That is a Marx #416 flood light tower. 1938 ish?

It looks like they put the top base upside down in this picture?


----------



## gunrunnerjohn (Nov 10, 2010)

I don't see what you're talking about Ed, the base looks fine to me.


----------



## Southern Tier (Feb 8, 2013)

*Beacon*

Thanks Ed! Now that I know what it is, I looked on Ebay and there are several. And two different styles, one has circular cross members and the other is like ours. No parts; but my lamps are in about the same condition as the others so I'm just going to do what I can with the ones I have.


----------



## sjm9911 (Dec 20, 2012)

Sometimes the light housing will clean up with a dremel. I have one that I painted silver because the crome had flaked off. It dosent look great up close but at a distance on the layout it's perfect.


----------



## gunrunnerjohn (Nov 10, 2010)

You can also buy chrome paint, might come up close.


----------



## Southern Tier (Feb 8, 2013)

After seeing the ones on Ebay I decided to try and paint the lamps. Just so happens I have some chrome paint left from another project. And a dremel, well the Harbor Freight version; but it works. Also got some paint pens today; I see another pin striping adventure in the works!


----------



## Big Ed (Jun 16, 2009)

Southern Tier said:


> Thanks Ed! Now that I know what it is, I looked on Ebay and there are several. And two different styles, one has circular cross members and the other is like ours. No parts; but my lamps are in about the same condition as the others so I'm just going to do what I can with the ones I have.

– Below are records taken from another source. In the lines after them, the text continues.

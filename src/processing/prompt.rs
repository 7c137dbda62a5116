//! Prompt construction for the map and reduce stages.

use crate::document::DocumentMetadata;

use super::types::SummaryMode;

/// Build the prompt that summarizes one chunk.
pub(crate) fn build_chunk_prompt(
    chunk: &str,
    metadata: &DocumentMetadata,
    mode: SummaryMode,
) -> String {
    let title = metadata.display_title();
    match mode {
        SummaryMode::Financial => format!(
            "Summarize the following section of a financial document.\n\
Focus on preserving:\n\
1. Important financial terms, metrics, and numbers\n\
2. Policy statements and legal obligations\n\
3. Risk factors and warnings\n\
4. Key dates, timelines, and deadlines\n\n\
Document Title: {title}\n\
Document Section:\n\
{chunk}\n\n\
Provide a concise yet comprehensive summary that maintains all critical financial information and regulatory details:"
        ),
        SummaryMode::General => format!(
            "Summarize the following section of a document.\n\
Document Title: {title}\n\
Document Section:\n\
{chunk}\n\n\
Provide a concise yet comprehensive summary:"
        ),
    }
}

/// Render ordered section summaries as numbered blocks separated by blank lines.
pub(crate) fn render_section_block(summaries: &[String]) -> String {
    summaries
        .iter()
        .enumerate()
        .map(|(index, summary)| format!("Section {} Summary:\n{summary}", index + 1))
        .collect::<Vec<_>>()
        .join("\n\n")
}

/// Build the prompt that combines all section summaries into the final summary.
pub(crate) fn build_reduce_prompt(
    summaries: &[String],
    metadata: &DocumentMetadata,
    mode: SummaryMode,
) -> String {
    let (subject, instructions) = match mode {
        SummaryMode::Financial => (
            "a financial document",
            "Create a well-structured final summary of the entire document that:\n\
1. Preserves all critical financial information, terms, and metrics\n\
2. Maintains all policy statements and compliance requirements\n\
3. Highlights key risk factors and warnings\n\
4. Organizes information logically by sections\n\
5. Includes important dates, deadlines, and timelines\n\n\
The summary should be comprehensive enough to serve as a reliable reference to the original document:",
        ),
        SummaryMode::General => (
            "a document",
            "Create a well-structured final summary of the entire document that captures all the key information and maintains the logical flow:",
        ),
    };

    format!(
        "You are creating a final comprehensive summary of {subject}.\n\
Below are summaries of each section of the document.\n\n\
Document Title: {title}\n\
Document Author: {author}\n\
Document Keywords: {keywords}\n\
Total Pages: {pages}\n\n\
{sections}\n\n\
{instructions}",
        title = metadata.display_title(),
        author = metadata.display_author(),
        keywords = metadata.display_keywords(),
        pages = metadata.display_page_count(),
        sections = render_section_block(summaries),
    )
}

John, I guess it does look right, in the one picture something looked odd, that was repainted the is for sure. I must have looked too fast as I had to get out the door and go somewhere.

The ones with the circles in the framework they started in the 40's, and continued into the 60's.
The price on these have been creeping up, I watch them, I have a few.
I like them, if you want there is a thread on adding Led's on them I saw somewhere I could probably dig up for you.


----------



## Southern Tier (Feb 8, 2013)

LEDs would be great, I hadn't thought of that. If you think you can find the thread that would be super. Thanks!


----------



## gunrunnerjohn (Nov 10, 2010)

It's not a big issue to add LED's to these, the biggest issue is selecting an LED that is wide angle so you'll get light over a large area.


----------



## Big Ed (Jun 16, 2009)

Southern Tier said:


> LEDs would be great, I hadn't thought of that. If you think you can find the thread that would be super. Thanks!


Over here,


http://ogrforum.ogaugerr.com/displayForumTopic/content/13537903703858971/reply/lastReply


----------



## Southern Tier (Feb 8, 2013)

big ed said:


> Over here,
> 
> 
> http://ogrforum.ogaugerr.com/displayForumTopic/content/13537903703858971/reply/lastReply



Wow, nice tip! Thanks. Working with resitors will be new for me, but hey, never too old to learn a new trick. And I think surgery is needed on my transformer too.


----------



## Big Ed (Jun 16, 2009)

Southern Tier said:


> Wow, nice tip! Thanks. Working with resitors will be new for me, but hey, never too old to learn a new trick. And I think surgery is needed on my transformer too.


Me too, gunnrunner drools over stuff like that, you need help ask him.


----------



## Southern Tier (Feb 8, 2013)

gunrunnerjohn said:


> It's not a big issue to add LED's to these, the biggest issue is selecting an LED that is wide angle so you'll get light over a large area.


Guilty of not knowing alot about LEDs or resitors. How do you find out about the dispersion of the light of an LED; is there a number you look at in the specs? Thanks!


----------



## gunrunnerjohn (Nov 10, 2010)

Truthfully, while you can read the specifications to get an idea, the only real way is to have one in hand and test it. Liars write specifications in many cases. 

The ones in the thread Ed referenced are a good starting point, since someone has already tested those and found them suitable for floodlight use.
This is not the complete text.